# Problem With Browser or Site ?



## ISU_TREE_FAN

Hey Jason.......for the last several days when I use the back tab on my browser the Sycamore Pride page reverts to posts of 2/2, Drake game, etc.  Is the problem with the site or my browser ?  Only does it on this site?


----------



## Eleven

ISU_TREE_FAN said:


> Hey Jason.......for the last several days when I use the back tab on my browser the Sycamore Pride page reverts to posts of 2/2, Drake game, etc.  Is the problem with the site or my browser ?  Only does it on this site?



Easiest answer is to try not to use the "back button"... I usually use the "bread crumbs" at the top..  Main reason for that is that it refreshes the page when you return to the spot you are going.  Using the "back button" uses a "cached page" in your browser history.. that's part of the reason that it keeps going back to an old page.

You can go in and clear the cache/cookies of your browser... but you will probably have to log in again after doing that.


----------



## bluestreak

ISU_TREE_FAN said:


> Hey Jason.......for the last several days when I use the back tab on my browser the Sycamore Pride page reverts to posts of 2/2, Drake game, etc.  Is the problem with the site or my browser ?  Only does it on this site?

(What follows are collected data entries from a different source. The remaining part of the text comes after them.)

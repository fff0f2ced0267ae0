use blockfall_engine::{Field, LineScan, ShapeMatrix, scan_and_clear};
use proptest::{collection::vec, prelude::*};

/// A field with random playable cells and a shape that fits its border.
#[derive(Debug, Clone)]
struct Scenario {
    field: Field,
    shape: ShapeMatrix,
}

fn field_from_cells(width: usize, height: usize, border: usize, rows: &[Vec<bool>]) -> Field {
    // `rows` lists open rows bottom first; the art is top first.
    let art = rows
        .iter()
        .rev()
        .map(|row| row.iter().map(|&c| if c { '#' } else { '.' }).collect::<String>())
        .collect::<Vec<_>>()
        .join("\n");
    Field::from_ascii(width, height, border, &art)
}

fn shape_from_cells(size: usize, cells: &[bool], max_size: usize) -> ShapeMatrix {
    let rows = cells
        .chunks(size)
        .map(|row| row.iter().map(|&c| if c { '1' } else { '0' }).collect::<String>())
        .collect::<Vec<_>>();
    ShapeMatrix::from_rows(rows.as_slice(), max_size).unwrap()
}

fn shape_strategy(max_size: usize) -> impl Strategy<Value = ShapeMatrix> {
    (2..=max_size).prop_flat_map(move |size| {
        vec(any::<bool>(), size * size)
            .prop_filter("shape needs an occupied cell", |cells| cells.iter().any(|&c| c))
            .prop_map(move |cells| shape_from_cells(size, &cells, max_size))
    })
}

fn scenario_strategy() -> impl Strategy<Value = Scenario> {
    (1usize..8, 1usize..8, 2usize..5).prop_flat_map(|(width, height, border)| {
        let open_rows = height + border - 1;
        // Bias towards dense rows so that full rows show up.
        let row = vec(prop::bool::weighted(0.8), width);
        (vec(row, open_rows), shape_strategy(border)).prop_map(move |(rows, shape)| Scenario {
            field: field_from_cells(width, height, border, &rows),
            shape,
        })
    })
}

/// A scenario and a placement anywhere in or slightly outside its grid.
fn placed_scenario_strategy() -> impl Strategy<Value = (Scenario, i32, i32)> {
    scenario_strategy().prop_flat_map(|scenario| {
        let total_width = coord(scenario.field.total_width());
        let total_height = coord(scenario.field.total_height());
        (
            Just(scenario),
            -3..total_width + 3,
            -3..total_height + 3,
        )
    })
}

fn coord(v: usize) -> i32 {
    i32::try_from(v).unwrap()
}

fn brute_force_overlap(field: &Field, shape: &ShapeMatrix, x: i32, y: i32) -> bool {
    let size = shape.size();
    (0..size).any(|row| {
        (0..size).any(|col| {
            shape.is_occupied(col, row) && field.is_occupied(x + coord(col), y - coord(row))
        })
    })
}

fn full_rows(field: &Field) -> Vec<i32> {
    (1..coord(field.total_height()))
        .filter(|&y| field.is_row_full(y))
        .collect()
}

fn assert_sentinels(field: &Field) {
    let total_width = coord(field.total_width());
    let border = coord(field.border());
    let width = coord(field.width());
    for x in 0..total_width {
        assert!(field.is_occupied(x, 0));
    }
    for y in 0..coord(field.total_height()) {
        for x in (0..border).chain(border + width..total_width) {
            assert!(field.is_occupied(x, y));
        }
    }
}

proptest! {
    #[test]
    fn check_overlap_matches_brute_force((scenario, x, y) in placed_scenario_strategy()) {
        let Scenario { field, shape } = scenario;
        prop_assert_eq!(
            field.check_overlap(&shape, x, y),
            brute_force_overlap(&field, &shape, x, y)
        );
    }

    #[test]
    fn commit_then_overlap(scenario in scenario_strategy()) {
        let Scenario { mut field, shape } = scenario;
        let free = (0..coord(field.total_height()))
            .flat_map(|y| (0..coord(field.total_width())).map(move |x| (x, y)))
            .find(|&(x, y)| !field.check_overlap(&shape, x, y));
        if let Some((x, y)) = free {
            field.commit(&shape, x, y);
            prop_assert!(field.check_overlap(&shape, x, y));
            for (col, row) in shape.occupied_cells() {
                prop_assert!(field.is_occupied(x + coord(col), y - coord(row)));
            }
            assert_sentinels(&field);
        }
    }

    #[test]
    fn full_scan_removes_every_full_row(scenario in scenario_strategy()) {
        let Scenario { mut field, .. } = scenario;
        let before_full = full_rows(&field).len();
        let before_cells = field.occupied_playable_cells().count();

        let total_height = field.total_height();
        let cleared = scan_and_clear(&mut field, 1, total_height);

        prop_assert!(full_rows(&field).is_empty());
        prop_assert_eq!(cleared, before_full);
        prop_assert_eq!(
            field.occupied_playable_cells().count(),
            before_cells - cleared * field.width()
        );
        assert_sentinels(&field);
    }

    #[test]
    fn incremental_scan_matches_full_scan(scenario in scenario_strategy()) {
        let Scenario { field, .. } = scenario;
        let mut expected = field.clone();
        let cleared = scan_and_clear(&mut expected, 1, field.total_height());

        let mut actual = field.clone();
        let mut scan = LineScan::new(&actual, 1, actual.total_height());
        let mut collapses = 0;
        while let Some(collapse) = scan.next_collapse(&mut actual) {
            collapses += 1;
            // Each shifted cell moved down by one into the row below it.
            for cell in &collapse.shifted {
                prop_assert!(cell.from_y > collapse.y);
                prop_assert_eq!(cell.to_y, cell.from_y - 1);
                prop_assert!(actual.is_occupied(cell.x, cell.to_y));
            }
        }
        prop_assert!(scan.is_finished());
        prop_assert_eq!(collapses, cleared);
        prop_assert_eq!(scan.cleared(), cleared);
        prop_assert_eq!(actual, expected);
    }

    #[test]
    fn four_rotations_are_identity(shape in shape_strategy(5)) {
        let rotated = shape
            .rotated_clockwise()
            .rotated_clockwise()
            .rotated_clockwise()
            .rotated_clockwise();
        prop_assert_eq!(
            shape.rotated_clockwise().occupied_cells().count(),
            shape.occupied_cells().count()
        );
        prop_assert_eq!(rotated, shape);
    }
}

#[test]
fn adjacent_full_rows_drop_everything_above_by_two() {
    let mut field = Field::from_ascii(
        4,
        6,
        3,
        "
        .#..
        #..#
        ####
        ####
        ..#.
        ",
    );
    assert_eq!(scan_and_clear(&mut field, 1, 5), 2);
    assert_eq!(
        field,
        Field::from_ascii(
            4,
            6,
            3,
            "
            .#..
            #..#
            ..#.
            ",
        )
    );
}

The back button is also known as "the button of death" to web designers....


----------



## ISU_TREE_FAN

Eleven said:


> Easiest answer is to try not to use the "back button"... I usually use the "bread crumbs" at the top..  Main reason for that is that it refreshes the page when you return to the spot you are going.  Using the "back button" uses a "cached page" in your browser history.. that's part of the reason that it keeps going back to an old page.
> 
> You can go in and clear the cache/cookies of your browser... but you will probably have to log in again after doing that.



Explain "bread crumbs" for the novice...............


----------



## SycamoreStateofMind

ISU_TREE_FAN said:


> Explain "bread crumbs" for the novice...............



When you eat toast at your computer - those little crumbs that fall onto your key board and get inbetween the keys... Those would be bread crumbs - hate them damn things!!!


----------



## ISU_TREE_FAN

SycamoreStateofMind said:


> When you eat toast at your computer - those little crumbs that fall onto your key board and get inbetween the keys... Those would be bread crumbs - hate them damn things!!!




gotcha......have to stop eating over the keyboard.


----------



## Eleven

ISU_TREE_FAN said:


> Explain "bread crumbs" for the novice...............



Scroll to the top.
Under the photo
Under the "Forum" tab
Under "Private Messages"..

See something that looks like:

Forums > Blogs, News & More > Help Feedback & Suggestions > Problems with the site

Each of those titles is a link back to that specific area of the site.
If you want to go all the way back to the main forums page, click on Forums.
If you want to go back to the "Blogs, News and More" section, click on it, etc.

They are called breadcrumbs, because they literally are the clicks that you took to get where you are... like dropping bread crumbs in a maze.  Most quality sites use breadcrumbs for easier navigation.


----------